The true reward of all those months of training comes at that moment when you cross the finish line at the end of 26.2 miles and you recognize your huge accomplishment as you proudly hobble over to accept your medal from a volunteer, have your picture taken, and warm up with a shiny Mylar blanket.

But the SECOND best reward that comes from all those months of training is the three-week taper period before the big race. What does this mean to me? Cutting back on mileage, sleeping in a little longer, being a little bit lazy and maybe eating whatever I feel like eating. Bring on the cookie dough ice cream. Enjoy it, because it’s the quiet before the storm. And right now I am enjoying it!

I finished my last long run this past Sunday with my running club. As we do every year, three weeks before the NYC marathon we start in Park Slope and run the last 20 miles of the course. Along the way we have dedicated teammates stationed every few miles at water stops, helping the rest of us get through that last major training run. We end in Central Park at Tavern on the Green, and those who feel like pushing it a little more can tack on an extra two miles by running the lower loop and then some. For me it was very strong this year. I ran with good company, stayed on pace, and felt like I could easily tackle another 4.2 miles. Exactly the kind of place you want to be in three weeks before the big day.

And now I’m in the taper zone. Suddenly it’s a different world with new challenges.

I remind myself that it’s important to stick to your plan and fight the urge to run the extra miles you are used to. This will give your body time to rejuvenate and be in the most well-rested shape it can be in for race day. So with a decrease in mileage, that opens up my calendar quite a bit. What do I do with my extra time? Cross train a bit with some swimming, and then maybe spend a little bit more time on the job search…

Reach the Beach, Part 1

I am off to return to the great state of my birth, New Hampshire, to be part of a 12-man team in the 200-mile Reach the Beach relay. I will be running three different legs over the course of 24 hours for a total of 19.09 miles. To prepare I’ve made some interesting adjustments to my training over the past few weeks by running twice on some days. So for example, instead of running my mid-week 10 miler for marathon training, I would run five miles in the morning and five more in the evening. We’ll see how it works out starting tomorrow afternoon. Looking forward to it!

Good luck to all you other RTBers!

(The photo below is not New Hampshire, but it is a beach.)

Not New Hampshire

The Haribo Experiment

Around mile 13 of this morning’s 20 mile long run, two of my teammates and I decided to stop by a bodega at West 155th Street to get some Gatorade before we crossed into the Bronx at Yankee Stadium. I was getting a case of the shakes while running up the hill and knew that I wouldn’t be able to get through the next seven miles without putting something solid in my stomach – and gels were not going to do it for me. I’m usually pretty picky about what I consume during a run but I took a chance on the first palatable thing I saw – a bag of gummi bears. Somehow they spoke to me.

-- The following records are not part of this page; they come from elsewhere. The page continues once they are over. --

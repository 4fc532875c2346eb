// src/file_store.rs
//
// LocalFsContainer: a block-blob container on a local directory.
//
// Layout under the root:
//   <key>                              committed objects ('/' in keys maps to subdirectories)
//   .staging/<escaped key>/<block id>  staged, uncommitted blocks
//
// Commit concatenates the listed blocks into a temp file inside the staging
// area and renames it over <key>, so readers see either the old object or the
// complete new one.

use async_trait::async_trait;
use bytes::Bytes;
use futures::stream;
use std::ffi::OsStr;
use std::io::ErrorKind;
use std::path::{Component, Path, PathBuf};
use tokio::fs;
use tokio::io::{AsyncReadExt, AsyncSeekExt, AsyncWriteExt};
use tracing::{debug, trace, warn};

use crate::blob_store::{BlobByteStream, BlobContainer, BlobListing, DeleteOutcome};
use crate::constants::LOCAL_STAGING_DIR;
use crate::error::StoreError;

const COMMIT_TMP_NAME: &str = "commit.tmp";

#[derive(Debug, Clone)]
pub struct LocalFsContainer {
    name: String,
    root: PathBuf,
}

impl LocalFsContainer {
    /// Use `root` as the container, creating it if needed.
    pub async fn open(root: impl Into<PathBuf>) -> Result<Self, StoreError> {
        let root = root.into();
        fs::create_dir_all(root.join(LOCAL_STAGING_DIR)).await?;
        let name = root
            .file_name()
            .and_then(|n| n.to_str())
            .unwrap_or("local")
            .to_string();
        Ok(Self { name, root })
    }

    pub fn root(&self) -> &Path {
        &self.root
    }

    fn object_path(&self, key: &str) -> Result<PathBuf, StoreError> {
        let rel = Path::new(key);
        let valid = !key.is_empty()
            && rel.components().all(|c| matches!(c, Component::Normal(_)))
            && rel.components().next() != Some(Component::Normal(OsStr::new(LOCAL_STAGING_DIR)));
        if !valid {
            return Err(StoreError::Protocol(format!("invalid blob key '{key}'")));
        }
        Ok(self.root.join(rel))
    }

    fn staging_dir(&self, key: &str) -> PathBuf {
        self.root.join(LOCAL_STAGING_DIR).join(escape_key(key))
    }

    fn block_path(&self, key: &str, block_id: &str) -> Result<PathBuf, StoreError> {
        let valid = !block_id.is_empty()
            && block_id.chars().all(|c| c.is_ascii_alphanumeric() || c == '-' || c == '_');
        if !valid {
            return Err(StoreError::Protocol(format!("invalid block id '{block_id}'")));
        }
        Ok(self.staging_dir(key).join(block_id))
    }

    /// Concatenate the staged blocks, in order, into `tmp`.
    async fn assemble_blocks(
        &self,
        key: &str,
        block_ids: &[String],
        tmp: &Path,
    ) -> Result<(), StoreError> {
        let mut out = fs::File::create(tmp).await?;
        for id in block_ids {
            let block = match fs::read(self.block_path(key, id)?).await {
                Ok(b) => b,
                Err(e) if e.kind() == ErrorKind::NotFound => {
                    return Err(StoreError::Protocol(format!(
                        "block '{id}' was never staged for '{key}'"
                    )));
                }
                Err(e) => return Err(e.into()),
            };
            out.write_all(&block).await?;
        }
        out.sync_all().await?;
        Ok(())
    }

    /// Walk committed objects, returning keys relative to the root.
    async fn collect_keys(&self) -> Result<Vec<(String, u64)>, StoreError> {
        let mut out = Vec::new();
        let mut pending = vec![(self.root.clone(), String::new())];

        while let Some((dir, prefix)) = pending.pop() {
            let mut entries = match fs::read_dir(&dir).await {
                Ok(e) => e,
                Err(e) if e.kind() == ErrorKind::NotFound => continue,
                Err(e) => return Err(e.into()),
            };

            while let Some(entry) = entries.next_entry().await? {
                let file_name = entry.file_name();
                let Some(file_name) = file_name.to_str() else { continue };
                if prefix.is_empty() && file_name == LOCAL_STAGING_DIR {
                    continue;
                }
                let key = if prefix.is_empty() {
                    file_name.to_string()
                } else {
                    format!("{prefix}/{file_name}")
                };

                let meta = entry.metadata().await?;
                if meta.is_dir() {
                    pending.push((entry.path(), key));
                } else {
                    out.push((key, meta.len()));
                }
            }
        }
        Ok(out)
    }
}

/// Remove a committed object's staging directory, logging what is left behind.
async fn discard_staging(staging: &Path) {
    match fs::remove_dir_all(staging).await {
        Err(e) if e.kind() != ErrorKind::NotFound => {
            warn!("could not clean staging area {}: {}", staging.display(), e);
        }
        _ => {}
    }
}

/// Flatten a key into a single path component for the staging area.
fn escape_key(key: &str) -> String {
    key.replace('%', "%25").replace('/', "%2F")
}

#[async_trait]
impl BlobContainer for LocalFsContainer {
    fn container_name(&self) -> &str {
        &self.name
    }

    async fn list_blobs(
        &self,
        prefix: &str,
        page_size_hint: Option<u32>,
    ) -> Result<Vec<BlobListing>, StoreError> {
        let mut all = self.collect_keys().await?;
        all.retain(|(name, _)| name.starts_with(prefix));
        all.sort();

        let limit = page_size_hint.map_or(usize::MAX, |n| n as usize);
        Ok(all
            .into_iter()
            .take(limit)
            .map(|(name, size)| BlobListing { name, size })
            .collect())
    }

    async fn get_range(
        &self,
        key: &str,
        offset: u64,
        length: u64,
    ) -> Result<BlobByteStream, StoreError> {
        let path = self.object_path(key)?;
        let mut file = match fs::File::open(&path).await {
            Ok(f) => f,
            Err(e) if e.kind() == ErrorKind::NotFound => {
                return Err(StoreError::NotFound(key.to_string()));
            }
            Err(e) => return Err(e.into()),
        };

        file.seek(std::io::SeekFrom::Start(offset)).await?;
        let mut buf = Vec::new();
        file.take(length).read_to_end(&mut buf).await?;
        trace!("local GET {} range {}+{} -> {} bytes", path.display(), offset, length, buf.len());

        Ok(Box::pin(stream::once(async move { Ok(Bytes::from(buf)) })))
    }

    async fn stage_block(
        &self,
        key: &str,
        block_id: &str,
        payload: Bytes,
    ) -> Result<(), StoreError> {
        self.object_path(key)?;
        let path = self.block_path(key, block_id)?;
        if let Some(parent) = path.parent() {
            fs::create_dir_all(parent).await?;
        }
        fs::write(&path, &payload).await?;
        Ok(())
    }

    async fn commit_block_list(&self, key: &str, block_ids: &[String]) -> Result<(), StoreError> {
        let target = self.object_path(key)?;
        let staging = self.staging_dir(key);
        fs::create_dir_all(&staging).await?;

        let tmp = staging.join(COMMIT_TMP_NAME);
        if let Err(e) = self.assemble_blocks(key, block_ids, &tmp).await {
            let _ = fs::remove_file(&tmp).await;
            return Err(e);
        }

        if let Some(parent) = target.parent() {
            fs::create_dir_all(parent).await?;
        }
        fs::rename(&tmp, &target).await?;
        debug!("committed {} blocks into {}", block_ids.len(), target.display());

        // The object is visible from here on; leftover blocks are not a failure.
        discard_staging(&staging).await;
        Ok(())
    }

    async fn delete_blob(&self, key: &str) -> Result<DeleteOutcome, StoreError> {
        let path = self.object_path(key)?;
        match fs::remove_file(&path).await {
            Ok(()) => Ok(DeleteOutcome { deleted: true }),
            Err(e) if e.kind() == ErrorKind::NotFound => Ok(DeleteOutcome { deleted: false }),
            Err(e) => Err(e.into()),
        }
    }
}
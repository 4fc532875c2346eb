// src/memory_store.rs
//
// In-process block-blob container. Keeps the staging/commit split of a real
// block-blob service so writers and readers behave the same as against a
// remote store.

use async_trait::async_trait;
use bytes::{Bytes, BytesMut};
use futures::stream;
use std::collections::{BTreeMap, HashMap};
use std::sync::{Mutex, MutexGuard, PoisonError};
use tracing::trace;

use crate::blob_store::{BlobByteStream, BlobContainer, BlobListing, DeleteOutcome};
use crate::constants::DEFAULT_MEMORY_STREAM_CHUNK;
use crate::error::StoreError;

#[derive(Default)]
struct Inner {
    committed: BTreeMap<String, Bytes>,
    // blob key -> block id -> payload
    staged: HashMap<String, HashMap<String, Bytes>>,
}

pub struct MemoryContainer {
    name: String,
    stream_chunk: usize,
    inner: Mutex<Inner>,
}

impl MemoryContainer {
    pub fn new(name: impl Into<String>) -> Self {
        Self {
            name: name.into(),
            stream_chunk: DEFAULT_MEMORY_STREAM_CHUNK,
            inner: Mutex::new(Inner::default()),
        }
    }

    /// Size of the pieces a ranged GET is delivered in.
    pub fn with_stream_chunk(mut self, bytes: usize) -> Self {
        self.stream_chunk = bytes.max(1);
        self
    }

    fn lock(&self) -> MutexGuard<'_, Inner> {
        self.inner.lock().unwrap_or_else(PoisonError::into_inner)
    }

    /// Committed content of `key`, if any.
    pub fn get(&self, key: &str) -> Option<Bytes> {
        self.lock().committed.get(key).cloned()
    }

    pub fn contains(&self, key: &str) -> bool {
        self.lock().committed.contains_key(key)
    }

    /// Insert a committed object directly, bypassing staging.
    pub fn insert(&self, key: impl Into<String>, data: impl Into<Bytes>) {
        self.lock().committed.insert(key.into(), data.into());
    }

    pub fn committed_keys(&self) -> Vec<String> {
        self.lock().committed.keys().cloned().collect()
    }

    /// Number of blocks staged and not yet committed for `key`.
    pub fn staged_block_count(&self, key: &str) -> usize {
        self.lock().staged.get(key).map_or(0, HashMap::len)
    }
}

#[async_trait]
impl BlobContainer for MemoryContainer {
    fn container_name(&self) -> &str {
        &self.name
    }

    async fn list_blobs(
        &self,
        prefix: &str,
        page_size_hint: Option<u32>,
    ) -> Result<Vec<BlobListing>, StoreError> {
        let inner = self.lock();
        let limit = page_size_hint.map_or(usize::MAX, |n| n as usize);
        Ok(inner
            .committed
            .range(prefix.to_string()..)
            .take_while(|(name, _)| name.starts_with(prefix))
            .take(limit)
            .map(|(name, data)| BlobListing { name: name.clone(), size: data.len() as u64 })
            .collect())
    }

    async fn get_range(
        &self,
        key: &str,
        offset: u64,
        length: u64,
    ) -> Result<BlobByteStream, StoreError> {
        let data = self
            .get(key)
            .ok_or_else(|| StoreError::NotFound(key.to_string()))?;
        let start = (offset as usize).min(data.len());
        let end = start.saturating_add(length as usize).min(data.len());
        let body = data.slice(start..end);
        trace!("memory GET {}/{} range {}..{}", self.name, key, start, end);

        let step = self.stream_chunk;
        let pieces: Vec<Result<Bytes, StoreError>> = (0..body.len())
            .step_by(step)
            .map(|at| Ok(body.slice(at..(at + step).min(body.len()))))
            .collect();
        Ok(Box::pin(stream::iter(pieces)))
    }

    async fn stage_block(
        &self,
        key: &str,
        block_id: &str,
        payload: Bytes,
    ) -> Result<(), StoreError> {
        self.lock()
            .staged
            .entry(key.to_string())
            .or_default()
            .insert(block_id.to_string(), payload);
        Ok(())
    }

    async fn commit_block_list(&self, key: &str, block_ids: &[String]) -> Result<(), StoreError> {
        let mut inner = self.lock();
        let empty = HashMap::new();
        let staged = inner.staged.get(key).unwrap_or(&empty);

        let mut assembled = BytesMut::new();
        for id in block_ids {
            let block = staged.get(id).ok_or_else(|| {
                StoreError::Protocol(format!("block '{id}' was never staged for '{key}'"))
            })?;
            assembled.extend_from_slice(block);
        }

        inner.staged.remove(key);
        inner.committed.insert(key.to_string(), assembled.freeze());
        Ok(())
    }

    async fn delete_blob(&self, key: &str) -> Result<DeleteOutcome, StoreError> {
        let deleted = self.lock().committed.remove(key).is_some();
        Ok(DeleteOutcome { deleted })
    }
}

I knew I was taking a risk. Either it would make me sick within the next mile or it would be the perfect sugar boost to power me through the rest of the run. I ate the whole bag and washed it down with blue Gatorade. It was pretty darn tasty.

It turns out that those adorable little German wonders worked well for me. I finished the long run in pretty good time, averaging about 8:00 per mile. And not once did I ever think that I would vomit, which is a great sign. It’s funny what you crave during big workouts. Another member of my team has since urged me to give Clif Shot Bloks another chance – they’re not as cute as gummi bears but I’ll give them another try on the next long run.